- _TRY IT_: Take every line from the data that has the word "Warning" in it.

- _DATA FOR ANALYSIS_:
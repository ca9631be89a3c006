//! Diagnostic Engine
//!
//! Deterministic pump health estimation. All math here is pure
//! physics/bookkeeping — one gauge reading in, one diagnostic record out,
//! no state carried between invocations.
//!
//! ## Pipeline (each phase feeds the next)
//! - `electrical::analyze_supply()` — voltage window + phase balance
//! - `hydraulic::estimate()` — power, load, head, flow, efficiency split
//! - `classifier::classify()` — ordered first-match-wins fault rules
//! - `financial::project()` — monthly cost, CO2, recoverable waste

pub mod classifier;
pub mod electrical;
pub mod financial;
pub mod hydraulic;

pub use classifier::{Diagnosis, RuleContext};
pub use financial::FinancialImpact;
pub use hydraulic::HydraulicEstimate;

use tracing::{debug, warn};

use crate::config::{PhysicsSection, PumpConfig};
use crate::error::EngineError;
use crate::types::{AssetConfig, DiagnosticResult, GaugeReading};

/// Voltage readings below this are floored to prevent divide-by-zero (V).
const MIN_VOLTAGE: f64 = 1.0;

/// The diagnostic engine handle
///
/// Configured once per session with the asset constants and physics tuning,
/// then invoked per reading. Holds only plain owned data, so it is `Send +
/// Sync` and safe to share across call sites without coordination.
#[derive(Debug, Clone)]
pub struct DiagnosticEngine {
    asset: AssetConfig,
    physics: PhysicsSection,
}

impl DiagnosticEngine {
    /// Configure an engine with default physics tuning.
    pub fn new(asset: AssetConfig) -> Self {
        Self::with_tuning(asset, PhysicsSection::default())
    }

    /// Configure an engine with explicit physics tuning.
    pub fn with_tuning(asset: AssetConfig, physics: PhysicsSection) -> Self {
        Self { asset, physics }
    }

    /// Configure an engine from a loaded deployment config.
    pub fn from_config(config: &PumpConfig) -> Self {
        Self::with_tuning(config.asset_config(), config.physics.clone())
    }

    /// Asset constants this engine was configured with.
    pub fn asset(&self) -> &AssetConfig {
        &self.asset
    }

    /// Run the full diagnostic pipeline for one gauge reading.
    ///
    /// Fails only on non-finite inputs; every finite reading produces a
    /// result, with implausible values clamped to documented fallbacks.
    pub fn diagnose(&self, reading: &GaugeReading) -> Result<DiagnosticResult, EngineError> {
        reading.validate()?;

        // Floor the voltage before anything divides by it
        let voltage = if reading.voltage < MIN_VOLTAGE {
            warn!(
                voltage = reading.voltage,
                floor = MIN_VOLTAGE,
                "Sub-volt reading floored"
            );
            MIN_VOLTAGE
        } else {
            reading.voltage
        };

        // Supply quality and phase balance
        let electrical = electrical::analyze_supply(
            voltage,
            reading.current_l1,
            reading.current_l2,
            reading.current_l3,
        );

        // Layered hydraulic estimation
        let estimate = hydraulic::estimate(
            voltage,
            electrical.avg_current,
            reading.power_factor,
            reading.pressure_bar,
            self.asset.rated_power_kw,
            self.physics.hydraulic_baseline_eff,
        );

        // Fault classification over the derived quantities
        let diagnosis = classifier::classify(&RuleContext {
            electrical,
            load_pct: estimate.load_pct,
            pressure_bar: reading.pressure_bar,
            flow_m3h: estimate.flow_m3h,
            pump_eff_pct: estimate.pump_eff_pct,
        });

        // A dry-running pump moves no fluid; only the reported flow is
        // zeroed — the efficiency split keeps the pre-suppression estimate
        let reported_flow = if diagnosis.code.suppresses_flow() {
            0.0
        } else {
            estimate.flow_m3h
        };

        let impact = financial::project(
            estimate.real_power_kw,
            estimate.hydraulic_power_kw,
            estimate.total_eff_pct,
            diagnosis.severity,
            &self.asset,
            self.physics.hydraulic_baseline_eff,
        );

        debug!(
            status = diagnosis.status,
            severity = %diagnosis.severity,
            load_pct = estimate.load_pct,
            "Diagnosis complete"
        );

        Ok(DiagnosticResult {
            real_power_kw: estimate.real_power_kw,
            load_pct: estimate.load_pct,
            voltage_status: electrical.voltage_status.to_string(),
            imbalance_status: electrical
                .imbalance_status
                .legacy_label(electrical.imbalance_pct),
            imbalance_pct: electrical.imbalance_pct,
            avg_current: electrical.avg_current,
            input_voltage: voltage,
            head_m: estimate.head_m,
            estimated_flow_m3h: reported_flow,
            motor_eff_pct: estimate.motor_eff * 100.0,
            pump_eff_pct: estimate.pump_eff_pct,
            total_eff_pct: estimate.total_eff_pct,
            status: diagnosis.status.to_string(),
            reason: diagnosis.reason,
            severity: diagnosis.severity,
            fault_code: diagnosis.code,
            monthly_cost: impact.monthly_cost,
            monthly_co2_tonnes: impact.monthly_co2_tonnes,
            monthly_savings: impact.monthly_savings,
            currency_symbol: self.asset.currency_symbol.clone(),
        })
    }
}
//! Supply-quality classification types
//!
//! Severity is carried as a typed field on each status enum; the legacy
//! gauge-panel strings survive only as `Display` output so that rendered
//! reports keep their historical wording. Downstream logic must branch on the
//! enums, never on the strings.

use serde::{Deserialize, Serialize};

use super::Severity;

/// Line voltage classification against the 415 V nominal window
#[derive(Debug, Clone, Copy, Serialize, Deserialize, PartialEq, Eq, Default)]
pub enum VoltageStatus {
    /// Within the stable window (370–460 V inclusive)
    #[default]
    Stable,
    /// Below 370 V — sustained under-voltage overheats the windings
    UnderVoltage,
    /// Above 460 V — surge stresses the insulation
    Surge,
}

impl VoltageStatus {
    /// Severity contribution of the supply voltage
    pub fn severity(self) -> Severity {
        match self {
            VoltageStatus::Stable => Severity::Normal,
            VoltageStatus::UnderVoltage | VoltageStatus::Surge => Severity::Critical,
        }
    }
}

impl std::fmt::Display for VoltageStatus {
    fn fmt(&self, f: &mut std::fmt::Formatter<'_>) -> std::fmt::Result {
        match self {
            VoltageStatus::Stable => write!(f, "STABLE"),
            VoltageStatus::UnderVoltage => write!(f, "CRITICAL: UNDER-VOLTAGE (Overheating Risk)"),
            VoltageStatus::Surge => write!(f, "CRITICAL: SURGE (Insulation Risk)"),
        }
    }
}

/// Phase current imbalance classification (NEMA-style deviation bands)
#[derive(Debug, Clone, Copy, Serialize, Deserialize, PartialEq, Eq, Default)]
pub enum ImbalanceStatus {
    /// Deviation within 2% of the three-phase mean
    #[default]
    Balanced,
    /// Deviation above 2% — supply or connection degradation
    Warning,
    /// Deviation above 5% — winding failure territory
    Critical,
}

impl ImbalanceStatus {
    /// Severity contribution of the phase balance
    pub fn severity(self) -> Severity {
        match self {
            ImbalanceStatus::Balanced => Severity::Normal,
            ImbalanceStatus::Warning => Severity::Warning,
            ImbalanceStatus::Critical => Severity::Critical,
        }
    }

    /// Legacy gauge-panel string, including the measured percentage.
    pub fn legacy_label(self, imbalance_pct: f64) -> String {
        match self {
            ImbalanceStatus::Balanced => "BALANCED".to_string(),
            ImbalanceStatus::Warning => format!("WARNING: {imbalance_pct:.1}% IMBALANCE"),
            ImbalanceStatus::Critical => {
                format!("CRITICAL: {imbalance_pct:.1}% IMBALANCE (Winding Failure)")
            }
        }
    }
}

/// Output of the electrical health analyzer
#[derive(Debug, Clone, Copy, Serialize, Deserialize, PartialEq)]
pub struct ElectricalHealth {
    /// Voltage window classification
    pub voltage_status: VoltageStatus,
    /// Phase balance classification
    pub imbalance_status: ImbalanceStatus,
    /// Worst-phase deviation from the mean (%), ≥ 0
    pub imbalance_pct: f64,
    /// Mean of the three phase currents (A)
    pub avg_current: f64,
}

- _PROBLEM SOLUTION_:
    Warning,
            ImbalanceStatus::Warning => Severity::Warning,
            ImbalanceStatus::Warning => format!("WARNING: {imbalance_pct:.1}% IMBALANCE"),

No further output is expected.